Harga minyak turut terdampak oleh ketidakpastian ini. Minyak mentah AS turun 6,6 persen menjadi 66,95 dolar AS per barel, sementara Brent longsor 6,4 persen ke 70,14 dolar AS per barel. Penurunan ini merupakan yang terbesar sejak 2022.
5. Dunia usaha bersiap hadapi dampak

Para pemimpin bisnis mulai menyuarakan kekhawatiran mereka. Business Roundtable, organisasi yang menaungi CEO perusahaan-perusahaan besar AS, memperingatkan tarif baru ini dapat merugikan dunia usaha dalam jangka panjang.
CEO Business Roundtable, Joshua Bolten menilai pemberlakuan tarif dalam jangka panjang bisa semakin memperburuk perekonomian AS, terutama jika negara lain membalas dengan kebijakan serupa.
Menurut Fitch Ratings, tarif baru ini akan meningkatkan rata-rata tarif AS dari 2,5 persen menjadi 22 persen, tertinggi sejak 1910. Ini bahkan lebih tinggi dari tarif yang diberlakukan setelah Undang-Undang Tarif Smoot-Hawley 1930, yang memperburuk Depresi Besar.
Kepala riset ekonomi AS di Fitch Ratings, Olu Sonola menilai banyak negara akan mengalami perlambatan ekonomi akibat kebijakan ini.
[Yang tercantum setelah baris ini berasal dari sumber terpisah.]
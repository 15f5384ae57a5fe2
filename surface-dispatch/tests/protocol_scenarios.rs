use std::sync::{Arc, Mutex};

use serde_json::json;
use surface_dispatch::debug::{MessageLogMiddleware, DECODE_ERROR};
use surface_dispatch::testing::{
    begin_rendering, component, data_model_update, surface_update, TestHarness,
};
use surface_dispatch::{
    assert_emitted, DataPath, DataValue, DecodeProblem, EmptyReason, Engine, Fault, IngestOutcome,
    Interaction, RenderChild, SurfaceState,
};

fn go_button() -> TestHarness {
    let mut harness = TestHarness::new();
    harness.ingest(&begin_rendering("s1", "c1"));
    harness.ingest(&surface_update(
        "s1",
        json!([component("c1", "Button", json!({
            "action": {"name": "go", "context": [{"key": "v", "value": {"path": "/x"}}]}
        }))]),
    ));
    harness
}

#[test]
fn test_scenario_a_unwritten_reference_uses_fallback() {
    let mut harness = go_button();
    harness.press("s1", "c1");

    let actions = harness.drain_emitted();
    assert_eq!(actions.len(), 1);
    assert_eq!(actions[0].name, "go");
    assert_eq!(actions[0].get("v"), Some(&DataValue::from("")));
}

#[test]
fn test_scenario_b_empty_key_writes_at_path() {
    let mut harness = go_button();
    harness.press("s1", "c1");
    harness.drain_emitted();

    harness.ingest(&data_model_update(
        "s1",
        "/x",
        json!([{"key": "", "valueString": "42"}]),
    ));
    assert_eq!(harness.engine.read("s1", "/x"), Some(&DataValue::from("42")));

    harness.press("s1", "c1");
    let actions = harness.drain_emitted();
    assert_emitted!(actions, "go");
    assert_eq!(actions[0].get("v"), Some(&DataValue::from("42")));
}

#[test]
fn test_scenario_c_checklist() {
    let mut harness = TestHarness::new();
    let stats = harness.ingest_all(
        &[
            begin_rendering("todo", "list"),
            surface_update(
                "todo",
                json!([
                    component("list", "Column", json!({"children": {"explicitList": ["ch5", "practice", "video"]}})),
                    component("ch5", "CheckBox", json!({"label": {"literalString": "Read chapter 5"}, "value": {"path": "/tasks/ch5"}})),
                    component("practice", "CheckBox", json!({"label": {"literalString": "Practice"}, "value": {"path": "/tasks/practice"}})),
                    component("video", "CheckBox", json!({"label": {"literalString": "Watch video"}, "value": {"path": "/tasks/video"}})),
                ]),
            ),
            data_model_update(
                "todo",
                "/tasks",
                json!([
                    {"key": "ch5", "valueBoolean": true},
                    {"key": "practice", "valueBoolean": false}
                ]),
            ),
        ]
        .join("\n"),
    );
    assert_eq!(stats.applied, 3);

    let engine = &harness.engine;
    assert_eq!(engine.read("todo", "/tasks/ch5"), Some(&DataValue::Bool(true)));
    assert_eq!(engine.read("todo", "/tasks/practice"), Some(&DataValue::Bool(false)));
    assert_eq!(engine.read("todo", "/tasks/video"), None);

    let tree = engine.render_tree("todo").unwrap();
    let video = tree.find("video").unwrap();
    assert_eq!(video.widget.get("value"), None);
    assert_eq!(video.widget.absent, vec!["value".to_string()]);
    assert_eq!(
        tree.affected_by(&[DataPath::parse("/tasks/video")]),
        vec!["video"]
    );
}

#[test]
fn test_batch_order_does_not_matter() {
    let entries = vec![
        component("root", "Column", json!({"children": {"explicitList": ["a", "b"]}})),
        component("a", "Text", json!({"text": {"literalString": "A"}})),
        component("b", "Text", json!({"text": {"path": "/b"}})),
    ];
    let mut reversed = entries.clone();
    reversed.reverse();

    let build = |components: Vec<serde_json::Value>| {
        let mut engine = Engine::new();
        engine.ingest(&surface_update("s", json!(components)));
        engine
    };
    let forward = build(entries);
    let backward = build(reversed);

    let forward_graph = forward.surface("s").unwrap().graph();
    let backward_graph = backward.surface("s").unwrap().graph();
    assert_eq!(forward_graph.len(), 3);
    for id in ["root", "a", "b"] {
        assert_eq!(forward_graph.get(id), backward_graph.get(id));
    }
}

#[test]
fn test_merge_keeps_siblings() {
    let mut engine = Engine::new();
    engine.ingest(&data_model_update("s", "/m", json!([{"key": "a", "valueNumber": 1}])));
    engine.ingest(&data_model_update("s", "/m", json!([{"key": "b", "valueNumber": 2}])));

    assert_eq!(engine.read("s", "/m/a"), Some(&DataValue::from(1)));
    assert_eq!(engine.read("s", "/m/b"), Some(&DataValue::from(2)));
    assert_eq!(
        engine.surface("s").unwrap().model().to_json(&DataPath::parse("/m")),
        Some(json!({"a": 1, "b": 2}))
    );
}

#[test]
fn test_resend_replaces_props() {
    let mut engine = Engine::new();
    engine.ingest(&begin_rendering("s", "t"));
    engine.ingest(&surface_update(
        "s",
        json!([component("t", "Text", json!({"text": {"literalString": "old"}, "usageHint": "h1"}))]),
    ));
    engine.ingest(&surface_update(
        "s",
        json!([component("t", "Text", json!({"text": {"literalString": "new"}}))]),
    ));

    let tree = engine.render_tree("s").unwrap();
    let text = tree.root_node().unwrap();
    assert_eq!(text.widget.get("text"), Some(&DataValue::from("new")));
    assert!(text.widget.raw.get("usageHint").is_none());
}

#[test]
fn test_forward_reference_fills_in_later() {
    let mut engine = Engine::new();
    engine.ingest(&begin_rendering("s", "card"));
    engine.ingest(&surface_update(
        "s",
        json!([component("card", "Card", json!({"child": "body"}))]),
    ));

    let tree = engine.render_tree("s").unwrap();
    assert_eq!(
        tree.root_node().unwrap().children,
        vec![RenderChild::Empty {
            id: "body".into(),
            reason: EmptyReason::Missing
        }]
    );

    engine.ingest(&surface_update(
        "s",
        json!([component("body", "Text", json!({"text": {"literalString": "hello"}}))]),
    ));
    let tree = engine.render_tree("s").unwrap();
    let body = tree.find("body").unwrap();
    assert_eq!(body.widget.get("text"), Some(&DataValue::from("hello")));
}

#[test]
fn test_malformed_lines_are_skipped() {
    let faults = Arc::new(Mutex::new(Vec::new()));
    let mut harness = go_button();
    let seen = faults.clone();
    harness
        .engine
        .on_fault(move |fault| seen.lock().unwrap().push(fault.clone()));

    let stats = harness.ingest_all(
        &[
            r#"{"dataModelUpdate": {"surfaceId": "s1", "path": "/", "contents": [{"key": "x", "valueString": "before"}]}}"#.to_string(),
            "{not json".to_string(),
            r#"{"surfaceUpdate": {"surfaceId": "s1"}}"#.to_string(),
            String::new(),
            r#"{"dataModelUpdate": {"surfaceId": "s1", "path": "/", "contents": [{"key": "y", "valueString": "after"}]}}"#.to_string(),
        ]
        .join("\n"),
    );

    assert_eq!(stats.applied, 2);
    assert_eq!(stats.blank, 1);
    assert_eq!(stats.skipped(), 2);
    assert!(matches!(stats.errors[0].problem, DecodeProblem::Json(_)));
    // Line numbers count every line the engine has seen, including setup.
    assert_eq!(stats.errors[0].line, 4);
    assert_eq!(stats.errors[1].line, 5);
    assert!(matches!(
        stats.errors[1].problem,
        DecodeProblem::InvalidField { kind: "surfaceUpdate", .. }
    ));
    assert_eq!(faults.lock().unwrap().len(), 2);

    assert_eq!(harness.engine.read("s1", "/x"), Some(&DataValue::from("before")));
    assert_eq!(harness.engine.read("s1", "/y"), Some(&DataValue::from("after")));
    harness.press("s1", "c1");
    assert_eq!(harness.drain_emitted()[0].get("v"), Some(&DataValue::from("before")));
}

#[test]
fn test_unknown_kind_is_ignored() {
    let mut engine = Engine::new();
    let outcome = engine.ingest(r#"{"deleteSurface": {"surfaceId": "s1"}}"#);
    assert_eq!(
        outcome,
        IngestOutcome::Ignored {
            kind: "deleteSurface".into()
        }
    );
    assert!(engine.surface_ids().is_empty());
}

#[test]
fn test_update_before_begin_creates_active_surface() {
    let mut engine = Engine::new();
    engine.ingest(&surface_update("late", json!([component("r", "Text", json!({}))])));
    assert_eq!(engine.surface_state("late"), SurfaceState::Active);
    assert!(engine.render_tree("late").unwrap().root.is_none());

    engine.ingest(&begin_rendering("late", "r"));
    assert!(engine.render_tree("late").unwrap().root_node().is_some());
    assert_eq!(engine.surface_state("never"), SurfaceState::Uninitialized);
}

#[test]
fn test_cycle_renders_empty_and_siblings_survive() {
    let faults = Arc::new(Mutex::new(Vec::new()));
    let mut engine = Engine::new();
    let seen = faults.clone();
    engine.on_fault(move |fault| seen.lock().unwrap().push(fault.clone()));

    engine.ingest(&begin_rendering("s", "root"));
    engine.ingest(&surface_update(
        "s",
        json!([
            component("root", "Column", json!({"children": {"explicitList": ["loop", "ok"]}})),
            component("loop", "Card", json!({"child": "root"})),
            component("ok", "Text", json!({"text": {"literalString": "fine"}})),
        ]),
    ));

    let tree = engine.render_tree("s").unwrap();
    let looped = tree.find("loop").unwrap();
    assert_eq!(
        looped.children,
        vec![RenderChild::Empty {
            id: "root".into(),
            reason: EmptyReason::Cycle
        }]
    );
    assert!(tree.find("ok").is_some());
    assert!(faults
        .lock()
        .unwrap()
        .iter()
        .any(|fault| matches!(fault, Fault::CyclicGraph { component_id, .. } if component_id == "root")));
}

#[test]
fn test_selection_written_before_action() {
    let mut harness = TestHarness::new();
    harness.ingest(&begin_rendering("s", "pick"));
    harness.ingest(&surface_update(
        "s",
        json!([component("pick", "MultipleChoice", json!({
            "selections": {"path": "/choice"},
            "action": {"name": "chosen", "context": [{"key": "picked", "value": {"path": "/choice"}}]}
        }))]),
    ));

    harness.interact("s", "pick", Interaction::Select(vec!["b".into(), "c".into()]));
    let actions = harness.drain_emitted();
    assert_eq!(actions[0].get("picked"), Some(&DataValue::from(vec!["b", "c"])));
}

#[test]
fn test_surfaces_are_independent() {
    let mut engine = Engine::new();
    engine.ingest(&data_model_update("a", "/", json!([{"key": "k", "valueString": "one"}])));
    engine.ingest(&data_model_update("b", "/", json!([{"key": "k", "valueString": "two"}])));

    assert_eq!(engine.read("a", "/k"), Some(&DataValue::from("one")));
    assert_eq!(engine.read("b", "/k"), Some(&DataValue::from("two")));
    assert_eq!(engine.surface_ids(), vec!["a", "b"]);

    assert!(engine.remove_surface("a").is_some());
    assert_eq!(engine.read("a", "/k"), None);
    assert_eq!(engine.read("b", "/k"), Some(&DataValue::from("two")));
}

#[test]
fn test_message_log_records_stream() {
    let mut engine = Engine::new().with_middleware(MessageLogMiddleware::with_default_log());
    engine.ingest(&begin_rendering("s", "r"));
    engine.ingest(&data_model_update("s", "/", json!([{"key": "k", "valueString": "v"}])));
    engine.ingest("oops");
    engine.ingest(r#"{"deleteSurface": {"surfaceId": "s"}}"#);

    let log = engine.middleware().log().unwrap();
    let kinds: Vec<&str> = log.entries().map(|entry| entry.kind.as_str()).collect();
    assert_eq!(
        kinds,
        vec!["beginRendering", "dataModelUpdate", DECODE_ERROR, "deleteSurface"]
    );
    let entries: Vec<_> = log.entries().collect();
    assert_eq!(entries[0].changed, Some(true));
    assert_eq!(entries[1].surface_id.as_deref(), Some("s"));
    assert_eq!(entries[3].changed, None);
}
Ia menambahkan sebagian besar proyeksi pertumbuhan ekonomi global kemungkinan besar harus direvisi jika tarif ini tetap diberlakukan dalam jangka panjang.
Sejumlah ekonom juga memperingatkan bahwa dampak negatif terhadap ekonomi AS akan semakin besar jika tarif ini tidak dicabut, terutama jika negara lain membalas dengan kebijakan serupa.